While Mr. Gleason was undergoing his treatment for the August 5, 2007 fall, he suffered a heart attack and underwent coronary double bypass surgery in February of 2008. (Poppa

transcript page 9) He was also diagnosed with a vascular condition in his legs in 2011. These conditions cause him a great deal of discomfort in his legs, swollen ankles, possible memory loss and chronic fatigue. He lies down during the day now due to fatigue. Dr. Poppa agreed that the fatigue and lack of strength are due to his progressive cardiomyopathy. (Poppa transcript page 21-22) Dr. Poppa went on to say that Mr. Gleason's heart condition is impacting his activities of daily living. (Poppa transcript page 22)

After the bypass surgery, Mr. Gleason went back to work for Ceva Logistics. He was there for approximately 2 months under modified duty. His job duties required him to drive cars into the freight yard to be loaded. In December 2007 he was terminated from the employ of Ceva Logistics. He was on unemployment for several months after his termination.

Mr. Gleason advised Dr. Poppa that he has difficulty sleeping, driving and participating in social and recreational activities. (Poppa transcript page 10) Mr. Gleason also indicated that he has ongoing headaches and memory issues as well since the 2007 injury. Interestingly, however, Dr. Poppa indicated that in March of 2008 Mr. Gleason's headaches were not as frequent and at that time he was not having much difficulty with his neck. (Poppa transcript page 14) Moreover, Dr. Poppa was unable to independently verify any cognitive deficits as he did no testing. (Poppa transcript page 11) Dr. Poppa had no records or restrictions from any treating physicians or vocational experts that suggested that Mr. Gleason should not be working back in March of 2008 when Dr. Poppa saw Mr. Gleason. (Poppa transcript page 10-11)

Dr. Poppa indicated that Mr. Gleason did have some ongoing strength problems and pain in his right shoulder, however Dr. Poppa was not aware of any physician imposed restrictions on Mr. Gleason following his 2007 fall. (Poppa transcript page 14, 29) Dr. Poppa opined that he felt Mr. Gleason was capable of employment in the sedentary work category when looking at the primary work injury and its residuals. (Poppa transcript page 30, 31)
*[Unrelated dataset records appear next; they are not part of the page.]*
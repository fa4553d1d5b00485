use axum::Router;
use axum::middleware;
use axum::routing::get;

use crate::presentation::AppState;
use crate::presentation::handlers::posts::{
    create_post, delete_post, get_post, list_posts, update_post,
};
use crate::presentation::middleware::auth::bearer_auth_middleware;

/// Every post route requires a valid bearer token; the admin check for the
/// mutating verbs happens inside the handlers.
pub(crate) fn router(state: AppState) -> Router<AppState> {
    Router::new()
        .route("/", get(list_posts).post(create_post))
        .route(
            "/{id}",
            get(get_post)
                .put(update_post)
                .patch(update_post)
                .delete(delete_post),
        )
        .layer(middleware::from_fn_with_state(
            state,
            bearer_auth_middleware,
        ))
}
Dr. Poppa made no recommendations for ongoing use of narcotic medications for Mr. Gleason, nor was Mr. Gleason on narcotics in 2008 when Dr. Poppa evaluated him. (Poppa transcript page 15,29 )

Dr. Poppa rated Mr. Gleason's permanent partial disability for his 2007 work injury at 37 % ppd at the body as a whole. (Poppa transcript page 18) Mr. Gleason settled his claim against his employer for this injury for 15 % ppd to the body as a whole for cervical and thoracic injuries. (Poppa transcript page 18)

Even though Dr. Poppa tried to opine that Mr. Gleason is permanently and totally disabled as a result of his 2007 work injury in combination with his prior cardiovascular condition, he admitted that there is nothing about this gentleman's heart or stroke condition existing prior to 2007 that would remove him from performing sedentary work. (Poppa transcript page 40) He admitted that prior to 2007 Mr. Gleason was performing greater than light category work despite his cardiovascular condition. (Poppa transcript page 35)

In December 2010 Mr. Gleason decided to obtain his insurance license. He made it most of the way through the training program and then decided to discontinue as he was not feeling able to perform the job. Additionally, Mr. Gleason has begun walking with a cane subsequent to his 2007 work injury.

Mr. Gleason testified to significant physical complaints subsequent to his 2007 work injury all stemming from his cardiovascular worsening. He has had to discontinue helping his wife with work around the house, and he had to discontinue taking trips to St. Louis to see his family sometime in 2010. He also quit driving in 2009 due to this ongoing worsening.

I. No Second Injury Fund liability exists because there is no evidence that Mr. Gleason's fall at work in 2007 was actually caused by his work.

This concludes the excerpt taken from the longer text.